▶ Problem description
The answer must be every line of the data that holds the word "mapped".

(Items listed in a dataset)
>>>>>
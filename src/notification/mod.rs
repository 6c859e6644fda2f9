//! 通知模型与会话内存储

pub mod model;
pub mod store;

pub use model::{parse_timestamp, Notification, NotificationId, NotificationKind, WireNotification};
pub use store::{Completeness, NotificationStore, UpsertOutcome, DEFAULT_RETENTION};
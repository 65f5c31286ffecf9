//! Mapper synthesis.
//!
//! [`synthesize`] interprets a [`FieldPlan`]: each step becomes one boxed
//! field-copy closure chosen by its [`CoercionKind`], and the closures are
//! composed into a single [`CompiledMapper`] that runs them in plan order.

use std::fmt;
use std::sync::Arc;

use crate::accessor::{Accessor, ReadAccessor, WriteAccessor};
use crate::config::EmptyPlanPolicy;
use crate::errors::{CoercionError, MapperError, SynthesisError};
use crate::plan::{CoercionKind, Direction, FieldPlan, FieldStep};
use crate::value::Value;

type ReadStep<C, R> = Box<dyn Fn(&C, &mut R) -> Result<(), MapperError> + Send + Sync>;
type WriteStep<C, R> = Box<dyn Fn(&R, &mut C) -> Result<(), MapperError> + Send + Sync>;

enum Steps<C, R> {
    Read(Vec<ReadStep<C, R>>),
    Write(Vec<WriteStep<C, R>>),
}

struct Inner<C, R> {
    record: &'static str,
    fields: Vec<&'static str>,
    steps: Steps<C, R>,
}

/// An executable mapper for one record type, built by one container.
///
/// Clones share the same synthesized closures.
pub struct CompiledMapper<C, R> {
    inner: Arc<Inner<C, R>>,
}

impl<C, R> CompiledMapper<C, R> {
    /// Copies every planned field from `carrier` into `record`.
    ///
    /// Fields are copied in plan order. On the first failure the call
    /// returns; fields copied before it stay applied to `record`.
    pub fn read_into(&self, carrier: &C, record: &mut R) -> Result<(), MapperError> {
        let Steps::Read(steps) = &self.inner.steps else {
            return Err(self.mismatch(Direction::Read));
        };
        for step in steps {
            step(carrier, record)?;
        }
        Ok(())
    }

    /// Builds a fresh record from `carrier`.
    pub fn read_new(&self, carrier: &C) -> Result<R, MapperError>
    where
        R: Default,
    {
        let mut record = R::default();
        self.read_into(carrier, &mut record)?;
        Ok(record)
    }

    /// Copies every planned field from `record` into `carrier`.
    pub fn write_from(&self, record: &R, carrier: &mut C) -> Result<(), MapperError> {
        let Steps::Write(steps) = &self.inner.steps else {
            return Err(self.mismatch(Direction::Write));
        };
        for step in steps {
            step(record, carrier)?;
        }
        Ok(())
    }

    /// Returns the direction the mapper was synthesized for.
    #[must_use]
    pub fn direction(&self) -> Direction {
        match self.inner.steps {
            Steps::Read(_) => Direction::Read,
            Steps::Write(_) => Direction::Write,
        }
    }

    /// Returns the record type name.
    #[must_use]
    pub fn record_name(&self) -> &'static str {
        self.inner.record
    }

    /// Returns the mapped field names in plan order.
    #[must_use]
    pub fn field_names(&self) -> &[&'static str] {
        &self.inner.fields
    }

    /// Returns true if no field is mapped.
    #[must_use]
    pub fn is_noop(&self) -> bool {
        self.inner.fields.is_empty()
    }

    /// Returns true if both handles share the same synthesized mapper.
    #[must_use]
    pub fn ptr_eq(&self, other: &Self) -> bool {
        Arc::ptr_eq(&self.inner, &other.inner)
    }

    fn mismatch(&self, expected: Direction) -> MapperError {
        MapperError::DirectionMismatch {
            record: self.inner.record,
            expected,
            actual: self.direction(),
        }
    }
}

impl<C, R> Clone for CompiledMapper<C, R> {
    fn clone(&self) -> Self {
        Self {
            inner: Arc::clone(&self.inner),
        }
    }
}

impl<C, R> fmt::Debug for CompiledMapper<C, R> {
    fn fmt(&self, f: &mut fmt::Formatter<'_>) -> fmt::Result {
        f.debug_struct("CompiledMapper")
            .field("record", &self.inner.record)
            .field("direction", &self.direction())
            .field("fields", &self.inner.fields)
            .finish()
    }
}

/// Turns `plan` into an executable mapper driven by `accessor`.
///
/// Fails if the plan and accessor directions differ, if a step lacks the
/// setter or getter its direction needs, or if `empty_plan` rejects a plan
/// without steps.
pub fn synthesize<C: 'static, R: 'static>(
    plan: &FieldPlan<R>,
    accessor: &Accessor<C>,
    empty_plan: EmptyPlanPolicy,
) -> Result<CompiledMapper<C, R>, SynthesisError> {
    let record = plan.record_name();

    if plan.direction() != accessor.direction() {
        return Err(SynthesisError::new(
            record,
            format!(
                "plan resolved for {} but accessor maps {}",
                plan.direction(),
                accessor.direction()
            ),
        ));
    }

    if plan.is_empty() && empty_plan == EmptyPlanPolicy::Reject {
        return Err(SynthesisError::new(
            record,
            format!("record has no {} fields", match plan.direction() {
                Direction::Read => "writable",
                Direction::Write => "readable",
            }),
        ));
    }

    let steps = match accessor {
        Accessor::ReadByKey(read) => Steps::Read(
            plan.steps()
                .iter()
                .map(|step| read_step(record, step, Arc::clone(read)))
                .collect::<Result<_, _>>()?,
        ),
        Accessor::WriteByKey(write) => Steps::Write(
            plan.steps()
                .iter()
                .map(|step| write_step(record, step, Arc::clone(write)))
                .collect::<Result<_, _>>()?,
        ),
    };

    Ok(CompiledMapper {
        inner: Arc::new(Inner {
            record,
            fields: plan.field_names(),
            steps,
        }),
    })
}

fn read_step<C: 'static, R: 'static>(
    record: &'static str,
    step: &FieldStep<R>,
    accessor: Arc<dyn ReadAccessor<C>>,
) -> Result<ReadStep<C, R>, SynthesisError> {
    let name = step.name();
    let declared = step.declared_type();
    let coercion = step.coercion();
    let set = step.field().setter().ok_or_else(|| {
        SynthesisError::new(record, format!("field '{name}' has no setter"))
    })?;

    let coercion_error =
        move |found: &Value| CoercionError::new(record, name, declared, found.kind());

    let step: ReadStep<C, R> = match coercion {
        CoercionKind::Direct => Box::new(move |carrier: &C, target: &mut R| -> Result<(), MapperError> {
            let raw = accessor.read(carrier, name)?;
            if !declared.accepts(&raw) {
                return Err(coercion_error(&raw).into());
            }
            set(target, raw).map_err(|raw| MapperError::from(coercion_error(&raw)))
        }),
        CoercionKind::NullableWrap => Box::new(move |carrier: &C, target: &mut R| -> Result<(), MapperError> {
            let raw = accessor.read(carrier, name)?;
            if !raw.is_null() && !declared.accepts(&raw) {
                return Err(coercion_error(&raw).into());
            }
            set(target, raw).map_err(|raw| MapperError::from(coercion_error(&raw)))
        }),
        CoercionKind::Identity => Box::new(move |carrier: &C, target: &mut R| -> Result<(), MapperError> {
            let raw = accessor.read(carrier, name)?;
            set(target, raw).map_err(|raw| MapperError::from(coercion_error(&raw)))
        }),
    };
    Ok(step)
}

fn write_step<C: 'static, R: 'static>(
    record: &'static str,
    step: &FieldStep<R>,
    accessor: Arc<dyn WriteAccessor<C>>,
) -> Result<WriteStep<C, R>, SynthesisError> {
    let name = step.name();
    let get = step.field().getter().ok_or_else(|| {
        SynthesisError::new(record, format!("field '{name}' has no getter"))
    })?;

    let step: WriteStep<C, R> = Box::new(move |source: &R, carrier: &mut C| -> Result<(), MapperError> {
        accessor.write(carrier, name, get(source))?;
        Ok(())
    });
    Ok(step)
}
<<<<<
▶ Written solution
    /// Returns the mapped field names in plan order.
    /// Returns true if no field is mapped.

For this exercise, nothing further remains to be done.